CHINESE PUZZLE  Send This Review to a Friend

Fans of writer-director Cédric Klapisch’s earlier films “L’Auberge Espagnole” and “Russian Dolls” should be especially primed to enjoy this third in the trilogy looking at familiar characters at yet another point in their lives. But even for viewers who had not seen the earlier films, “Chinese Puzzle” stands firmly on its own as an entertaining, perceptive and illuminating work with the added bonus of being a French film shot in New York by a director with obvious affection for the city and its various areas for which Klapisch has a fresh eye.

The director lived in New York while studying at New York University, and now he returns with his colorful take, including using Chinatown as one of his settings. Romain Duris as the writer Xavier finds his life in upheaval. His British wife Wendy (the attractive Kelly Reilly) decides to leave him after she falls for a wealthy guy (Peter Hermann) who lives in New York. Xavier is distraught when he learns she is taking their children with her, and the film has a touching scene in which he says goodbye to his young son, who fears that his father doesn’t love him when, to put the boy at ease, Xavier tries to assure him life will be great in New York.

The action picks up further when Xavier decides to move to New York to be near the children. His life has become complicated, partly as a result of deciding to help his lesbian pal Isabelle (Cécile de France) and her mate Ju (Sandine Holt) have a child by virtue of his donating his sperm to impregnate Isabelle. Klapisch, his sense of humor ever in play, has an extremely funny scene of Xavier in a bathroom trying to ejaculate while stimulated by the sexy pictures in a magazine given him. The women in the magazine spring off the page to life to become more tantalizing.

Isabelle says he can stay with her and Ju in their Brooklyn apartment, but this is hardly a satisfactory arrangement, and he is generously installed in a Chinatown apartment that Ju owns. Xavier’s adventures are just beginning. How can he become a working resident in New York with a green card that he needs? The possibility pops up when he aids a Chinese cab driver beaten in a New York road rage hassle by driving him in the cab to a hospital. There, he meets the man’s family—and also a young Chinese woman willing to enter into a marriage of convenience to help him become legal.

There are funny scenes involving a suspicious immigration inspector (Peter McRobbins), who poses questions to test the marriage while the couple dissembles. A surprise check-up visit to Xavier’s abode presents a crisis.
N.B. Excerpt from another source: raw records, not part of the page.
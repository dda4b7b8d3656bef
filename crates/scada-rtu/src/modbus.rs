//! ---
//! scada_section: "04-rtu-runtime"
//! scada_subsection: "module"
//! scada_type: "source"
//! scada_scope: "code"
//! scada_description: "Per-node RTU runtime: simulation, protocol listeners, control channel."
//! scada_version: "v0.1.0"
//! scada_owner: "tbd"
//! ---
use std::net::SocketAddr;

use scada_proto::{BreakerState, ConnectionProtocol, Frame};
use tokio::io::{AsyncReadExt, AsyncWriteExt};
use tokio::net::{TcpListener, TcpStream};
use tokio::sync::watch;
use tokio::task::JoinHandle;
use tracing::{debug, info, warn};

use crate::electrical::MAIN_BREAKER;
use crate::runtime::RtuShared;

const FC_READ_COILS: u8 = 0x01;
const FC_READ_HOLDING: u8 = 0x03;
const FC_READ_INPUT: u8 = 0x04;
const FC_WRITE_COIL: u8 = 0x05;

const EX_ILLEGAL_FUNCTION: u8 = 0x01;
const EX_ILLEGAL_DATA_VALUE: u8 = 0x03;

/// Coil 0 drives the main incomer breaker.
const BREAKER_COIL: u16 = 0;

/// Spawn the Modbus TCP listener. Fidelity is deliberately shallow: enough of
/// the protocol to serve register reads, gate the breaker coil write on
/// authorisation, and report every accept/close on the control channel.
pub async fn spawn_modbus(
    listen: SocketAddr,
    shared: RtuShared,
    mut shutdown: watch::Receiver<bool>,
) -> anyhow::Result<(SocketAddr, JoinHandle<()>)> {
    let listener = TcpListener::bind(listen).await?;
    let local_addr = listener.local_addr()?;
    info!(node = %shared.node_id(), address = %local_addr, "modbus listener started");

    let task = tokio::spawn(async move {
        loop {
            tokio::select! {
                _ = shutdown.changed() => break,
                accepted = listener.accept() => {
                    let Ok((stream, peer)) = accepted else { continue };
                    let shared = shared.clone();
                    let shutdown = shutdown.clone();
                    tokio::spawn(async move {
                        serve_client(stream, peer, shared, shutdown).await;
                    });
                }
            }
        }
    });

    Ok((local_addr, task))
}

async fn serve_client(
    mut stream: TcpStream,
    peer: SocketAddr,
    shared: RtuShared,
    mut shutdown: watch::Receiver<bool>,
) {
    let Some((conn_id, record)) =
        shared
            .tracker
            .open(&peer.ip().to_string(), peer.port(), ConnectionProtocol::Modbus)
    else {
        return;
    };
    shared.outbound.push(Frame::ConnectionReport(record));

    let mut header = [0u8; 7];
    loop {
        tokio::select! {
            _ = shutdown.changed() => break,
            read = stream.read_exact(&mut header) => {
                if read.is_err() {
                    break;
                }
                let tid = u16::from_be_bytes([header[0], header[1]]);
                let pid = u16::from_be_bytes([header[2], header[3]]);
                let length = u16::from_be_bytes([header[4], header[5]]) as usize;
                let uid = header[6];
                if length == 0 || length > 260 {
                    warn!(node = %shared.node_id(), peer = %peer, length, "malformed modbus header");
                    break;
                }
                let mut pdu = vec![0u8; length - 1];
                if stream.read_exact(&mut pdu).await.is_err() {
                    break;
                }
                shared.tracker.touch(conn_id, 1, (7 + pdu.len()) as u64, 0);

                let response_pdu = handle_pdu(&pdu, conn_id, &shared);
                let mut response = Vec::with_capacity(7 + response_pdu.len());
                response.extend_from_slice(&tid.to_be_bytes());
                response.extend_from_slice(&pid.to_be_bytes());
                response.extend_from_slice(&((response_pdu.len() + 1) as u16).to_be_bytes());
                response.push(uid);
                response.extend_from_slice(&response_pdu);
                if stream.write_all(&response).await.is_err() {
                    break;
                }
                shared.tracker.touch(conn_id, 0, 0, response.len() as u64);
            }
        }
    }

    if let Some(record) = shared.tracker.close(conn_id) {
        shared.outbound.push(Frame::ConnectionReport(record));
    }
    debug!(node = %shared.node_id(), peer = %peer, "modbus client disconnected");
}

fn exception(function: u8, code: u8) -> Vec<u8> {
    vec![function | 0x80, code]
}

fn handle_pdu(pdu: &[u8], conn_id: u64, shared: &RtuShared) -> Vec<u8> {
    if pdu.is_empty() {
        return exception(0, EX_ILLEGAL_FUNCTION);
    }
    let function = pdu[0];
    match function {
        FC_READ_COILS if pdu.len() >= 5 => {
            let count = u16::from_be_bytes([pdu[3], pdu[4]]);
            if count == 0 || count > 2000 {
                return exception(function, EX_ILLEGAL_DATA_VALUE);
            }
            let closed = shared.sim.lock().breaker(MAIN_BREAKER) == Some(BreakerState::Closed);
            let byte_count = count.div_ceil(8) as u8;
            let mut body = vec![function, byte_count];
            let mut bits = vec![0u8; byte_count as usize];
            if closed {
                bits[0] |= 1;
            }
            body.extend_from_slice(&bits);
            body
        }
        FC_READ_HOLDING | FC_READ_INPUT if pdu.len() >= 5 => {
            let address = u16::from_be_bytes([pdu[1], pdu[2]]);
            let count = u16::from_be_bytes([pdu[3], pdu[4]]);
            if count == 0 || count > 125 {
                return exception(function, EX_ILLEGAL_DATA_VALUE);
            }
            let image = register_image(shared);
            let mut body = vec![function, (count * 2) as u8];
            for offset in 0..count as usize {
                let value = image
                    .get(address as usize + offset)
                    .copied()
                    .unwrap_or(0);
                body.extend_from_slice(&value.to_be_bytes());
            }
            body
        }
        FC_WRITE_COIL if pdu.len() >= 5 => {
            let address = u16::from_be_bytes([pdu[1], pdu[2]]);
            let value = u16::from_be_bytes([pdu[3], pdu[4]]);
            if address != BREAKER_COIL {
                return exception(function, EX_ILLEGAL_DATA_VALUE);
            }
            if !shared.tracker.is_authorised(conn_id) {
                warn!(node = %shared.node_id(), "rejected breaker write from unknown modbus client");
                return exception(function, EX_ILLEGAL_FUNCTION);
            }
            let target = if value == 0xFF00 {
                BreakerState::Closed
            } else {
                BreakerState::Open
            };
            let event = shared
                .sim
                .lock()
                .set_breaker(MAIN_BREAKER, target, "modbus_command");
            if let Some(event) = event {
                shared.outbound.push(Frame::Event(event));
            }
            pdu.to_vec()
        }
        _ => exception(function, EX_ILLEGAL_FUNCTION),
    }
}

/// Telemetry scaled into a flat 16-bit register image:
/// `0` voltage (0.1 kV), `1` current (A), `2` active power (0.1 MW),
/// `3` reactive power (0.1 MVAr), `4` power factor (0.01), `5` frequency
/// (0.01 Hz), `6` temperature (0.1 °C, zero when absent), `7` breaker state.
fn register_image(shared: &RtuShared) -> Vec<u16> {
    let sim = shared.sim.lock();
    let closed = sim.breaker(MAIN_BREAKER) == Some(BreakerState::Closed);
    let Some(reading) = sim.last_reading() else {
        return vec![0, 0, 0, 0, 0, 0, 0, u16::from(closed)];
    };
    let scale = |value: f64, factor: f64| -> u16 {
        (value * factor).round().clamp(0.0, f64::from(u16::MAX)) as u16
    };
    vec![
        scale(reading.voltage_kv, 10.0),
        scale(reading.current_a, 1.0),
        scale(reading.active_power_mw, 10.0),
        scale(reading.reactive_power_mvar, 10.0),
        scale(reading.power_factor, 100.0),
        scale(reading.frequency_hz, 100.0),
        scale(reading.temperature_c.unwrap_or(0.0), 10.0),
        u16::from(closed),
    ]
}

#[cfg(test)]
mod tests {
    use super::*;
    use crate::runtime::test_support::shared_for;
    use tokio::io::{AsyncReadExt, AsyncWriteExt};

    fn read_request(function: u8, address: u16, count: u16) -> Vec<u8> {
        let mut frame = vec![0x00, 0x01, 0x00, 0x00, 0x00, 0x06, 0x01, function];
        frame.extend_from_slice(&address.to_be_bytes());
        frame.extend_from_slice(&count.to_be_bytes());
        frame
    }

    async fn roundtrip(stream: &mut TcpStream, request: &[u8]) -> Vec<u8> {
        stream.write_all(request).await.unwrap();
        let mut header = [0u8; 7];
        stream.read_exact(&mut header).await.unwrap();
        let length = u16::from_be_bytes([header[4], header[5]]) as usize;
        let mut pdu = vec![0u8; length - 1];
        stream.read_exact(&mut pdu).await.unwrap();
        pdu
    }

    #[tokio::test]
    async fn serves_register_reads_and_reports_connections() {
        // Loopback is on the allow-list for this tracker.
        let shared = shared_for("SUB-001", &[("127.0.0.1", "*")]);
        let (_shutdown_tx, shutdown_rx) = watch::channel(false);
        let (addr, _task) = spawn_modbus("127.0.0.1:0".parse().unwrap(), shared.clone(), shutdown_rx)
            .await
            .unwrap();

        // Prime a reading so registers are non-zero.
        let _ = shared.sim.lock().tick(1.0);

        let mut stream = TcpStream::connect(addr).await.unwrap();
        let pdu = roundtrip(&mut stream, &read_request(FC_READ_INPUT, 0, 8)).await;
        assert_eq!(pdu[0], FC_READ_INPUT);
        assert_eq!(pdu[1], 16);
        let voltage = u16::from_be_bytes([pdu[2], pdu[3]]);
        assert!(voltage > 3900, "voltage register was {voltage}");

        drop(stream);
        tokio::time::sleep(std::time::Duration::from_millis(30)).await;
        let kinds: Vec<&str> = std::iter::from_fn(|| shared.outbound.try_pop())
            .map(|frame| frame.kind())
            .collect();
        assert!(kinds.iter().filter(|k| **k == "connection_report").count() >= 2);
    }

    #[tokio::test]
    async fn unknown_client_cannot_write_the_breaker_coil() {
        // Empty allow-list: loopback classifies Unknown.
        let shared = shared_for("SUB-001", &[]);
        let (_shutdown_tx, shutdown_rx) = watch::channel(false);
        let (addr, _task) = spawn_modbus("127.0.0.1:0".parse().unwrap(), shared.clone(), shutdown_rx)
            .await
            .unwrap();

        let mut stream = TcpStream::connect(addr).await.unwrap();
        let mut request = vec![0x00, 0x02, 0x00, 0x00, 0x00, 0x06, 0x01, FC_WRITE_COIL];
        request.extend_from_slice(&BREAKER_COIL.to_be_bytes());
        request.extend_from_slice(&0x0000u16.to_be_bytes());
        let pdu = roundtrip(&mut stream, &request).await;
        assert_eq!(pdu[0], FC_WRITE_COIL | 0x80);
        assert_eq!(pdu[1], EX_ILLEGAL_FUNCTION);
        assert_eq!(
            shared.sim.lock().breaker(MAIN_BREAKER),
            Some(BreakerState::Closed)
        );
    }

    #[tokio::test]
    async fn authorised_client_operates_the_breaker() {
        let shared = shared_for("SUB-001", &[("127.0.0.1", "Modbus")]);
        let (_shutdown_tx, shutdown_rx) = watch::channel(false);
        let (addr, _task) = spawn_modbus("127.0.0.1:0".parse().unwrap(), shared.clone(), shutdown_rx)
            .await
            .unwrap();

        let mut stream = TcpStream::connect(addr).await.unwrap();
        let mut request = vec![0x00, 0x03, 0x00, 0x00, 0x00, 0x06, 0x01, FC_WRITE_COIL];
        request.extend_from_slice(&BREAKER_COIL.to_be_bytes());
        request.extend_from_slice(&0x0000u16.to_be_bytes());
        let pdu = roundtrip(&mut stream, &request).await;
        assert_eq!(pdu[0], FC_WRITE_COIL);
        assert_eq!(
            shared.sim.lock().breaker(MAIN_BREAKER),
            Some(BreakerState::Open)
        );
    }
}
Meanwhile, Xavier has been getting legal advice from a loud, aggressive low-scale lawyer in a bustling office tailored to help immigrants.

The film is ripe with humorous scenes. When Xavier visits a posh Central Park South apartment to see his children, he encounters Wendy’s new guy, who is tall, handsome and friendly, but there is little they can say to each other in view of their polarized lives and the awkwardness of the situation . Xavier is furious to find when his children arrive that they are wearing uniforms, the required dress of their private school, one source of the arguments that develop with Wendy.

Xavier’s life gets more complicated when his former flame Martine, played by the lovely Audrey Tautou, turns up in New York. He puts her up in his apartment and, of course, they sleep together, which stirs old feelings. How far will the spark lead them now?

I especially enjoyed one situation. Films have often had the cliché of a husband fooling around with a babysitter. In this one, lesbian mother Isabelle takes to an affair with her babysitter.

Kalpisch never loses sight of the sensitive sides to the New York adventures. Xavier has a meeting with his estranged father without much of a connection being resumed. Xavier’s young son learns a bit of what’s going on around him by his keen observations and listening to the adults. Xavier pursues the novel he is writing, which is really a framework for telling his own story as revealed in the plot of the film.

The director is often inventive, at one point using a burst of animation. Also, when Xavier is desperately in need of advice, suddenly philosophers Schopenhauer ad Hegel turn up at his side (shades of Woody Allen). There are the transatlantic conversations via Skype with his French publisher, who thinks a novel will work better without a happy ending.

“Chinese Puzzle” is bustling and fun to watch because of its character assortment, the story convolutions, the situations devised and the mix of humor, sensitivity and conflict. It is a film of high spirits and the smart use of New York City as its main location. Maybe in another ten years or so Klapisch will be inspired to see how his characters are faring then. A Cohen Media Group release. Reviewed April16, 2014.